_EXERCISE BRIEF_
Reproduce the opening lines of the records exactly, up to and including the line in which "let catalog = DefinitionLoader::new().load(path)?;" occurs.

_INPUT RECORDS_

========

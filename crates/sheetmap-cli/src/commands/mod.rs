//! Command implementations for sheetmap-cli

pub mod build;
pub mod check;
pub mod types;

use std::path::Path;

use sheetmap_core::{BuildOptions, SheetmapConfig};
use sheetmap_meta::{DefinitionLoader, TypeCatalog};

use crate::error::Result;

pub use build::run_build;
pub use check::run_check;
pub use types::run_types;

/// Build options from the config file, if any, with a CLI depth override.
pub fn load_options(config: Option<&Path>, max_depth: Option<usize>) -> Result<BuildOptions> {
    let mut options = match config {
        Some(path) => SheetmapConfig::load(path)?.build,
        None => BuildOptions::default(),
    };
    if let Some(depth) = max_depth {
        options = options.with_max_depth(depth);
    }
    Ok(options)
}

/// Load a catalog from a definition file or a directory of them.
pub fn load_catalog(path: &Path) -> Result<TypeCatalog> {
    let catalog = DefinitionLoader::new().load(path)?;
    tracing::debug!(?path, types = catalog.len(), "Loaded catalog");
    Ok(catalog)
}

#[cfg(test)]
mod tests {
    use super::*;
    use std::fs;
    use tempfile::TempDir;

    #[test]
    fn test_load_options_defaults() {
        assert_eq!(load_options(None, None).unwrap(), BuildOptions::default());
    }

    #[test]
    fn test_cli_depth_overrides_config() {
        let dir = TempDir::new().unwrap();
        let path = dir.path().join("sheetmap.toml");
        fs::write(&path, "[build]\nmax_depth = 3\ncollections = [\"SmallVec\"]\n").unwrap();

        let options = load_options(Some(&path), None).unwrap();
        assert_eq!(options.max_depth, 3);

        let options = load_options(Some(&path), Some(9)).unwrap();
        assert_eq!(options.max_depth, 9);
        assert_eq!(options.collections, vec!["SmallVec".to_string()]);
    }

    #[test]
    fn test_missing_config_is_an_error() {
        let dir = TempDir::new().unwrap();
        assert!(load_options(Some(&dir.path().join("absent.toml")), None).is_err());
    }
}
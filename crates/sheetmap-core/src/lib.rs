//! Configuration tree builder for sheetmap
//!
//! This crate turns described types into the configuration tree that
//! spreadsheet readers and writers walk:
//!
//! - **Schema builder**: resolves sheet and cell fields, following
//!   collection element types and nested regions
//! - **Configuration tree**: immutable, ordered [`RootConfig`] /
//!   [`SheetConfig`] / [`CellConfig`] nodes
//! - **Slots**: per-thread or shared publication of the active tree
//! - **Options**: depth limit and extra collection containers, read from
//!   `sheetmap.toml`
//!
//! # Architecture
//!
//! ```text
//!                sheetmap-cli
//!                     |
//!               sheetmap-core
//!                     |
//!               sheetmap-meta
//! ```
//!
//! # Example
//!
//! ```
//! use sheetmap_core::{ConfigSlot, ThreadSlot, build_schema};
//! use sheetmap_meta::{CellMarker, FieldDescriptor, SheetMarker, TypeCatalog, TypeDef, TypeExpr};
//!
//! let catalog = TypeCatalog::from_defs([
//!     TypeDef::new("Report").with_root("Report").field(
//!         FieldDescriptor::new("items", TypeExpr::vec_of("Item"))
//!             .with_sheet(SheetMarker::new("Items").at(1, 0)),
//!     ),
//!     TypeDef::new("Item").field(
//!         FieldDescriptor::new("label", TypeExpr::named("String"))
//!             .with_cell(CellMarker::new("Label")),
//!     ),
//! ])
//! .unwrap();
//!
//! let config = build_schema(&catalog, "Report", &ThreadSlot).unwrap();
//! assert_eq!(config.cell_count(), 1);
//! assert_eq!(ThreadSlot.get(), Some(config));
//! ```

pub mod builder;
pub mod config;
pub mod error;
pub mod processor;
pub mod slot;
pub mod tree;

pub use builder::{SchemaBuilder, Unresolved, build_schema, resolve_element_type};
pub use config::{BuildOptions, SheetmapConfig};
pub use error::{Error, Result};
pub use processor::{ExistProcessor, Point};
pub use slot::{ConfigSlot, SharedSlot, SlotGuard, ThreadSlot};
pub use tree::{CellConfig, ConvertorConfig, RootConfig, SheetConfig, ValidatorConfig};
//! Networking modules for the song REST service.
//!
//! SYSTEM CONTEXT
//! ==============
//! `api` wraps the four song-storage calls; the wire schema lives in the
//! shared `songs` crate.

pub mod api;
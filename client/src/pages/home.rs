//! Home page: landing route and wildcard target.

use leptos::prelude::*;

use crate::app::Page;

#[component]
pub fn HomePage() -> impl IntoView {
    view! {
        <section class="home-page">
            <h1>"Setlist"</h1>
            <p class="home-page__lead">"Keep track of the songs you love."</p>
            <a class="btn btn--primary" href=Page::Songs.path()>
                "Manage songs"
            </a>
        </section>
    }
}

========

_ANSWER_
filename crates/sheetmap-cli/src/commands/mod.rs
//! Command implementations for sheetmap-cli

pub mod build;
pub mod check;
pub mod types;

use std::path::Path;

use sheetmap_core::{BuildOptions, SheetmapConfig};
use sheetmap_meta::{DefinitionLoader, TypeCatalog};

use crate::error::Result;

pub use build::run_build;
pub use check::run_check;
pub use types::run_types;

/// Build options from the config file, if any, with a CLI depth override.
pub fn load_options(config: Option<&Path>, max_depth: Option<usize>) -> Result<BuildOptions> {
    let mut options = match config {
        Some(path) => SheetmapConfig::load(path)?.build,
        None => BuildOptions::default(),
    };
    if let Some(depth) = max_depth {
        options = options.with_max_depth(depth);
    }
    Ok(options)
}

/// Load a catalog from a definition file or a directory of them.
pub fn load_catalog(path: &Path) -> Result<TypeCatalog> {
    let catalog = DefinitionLoader::new().load(path)?;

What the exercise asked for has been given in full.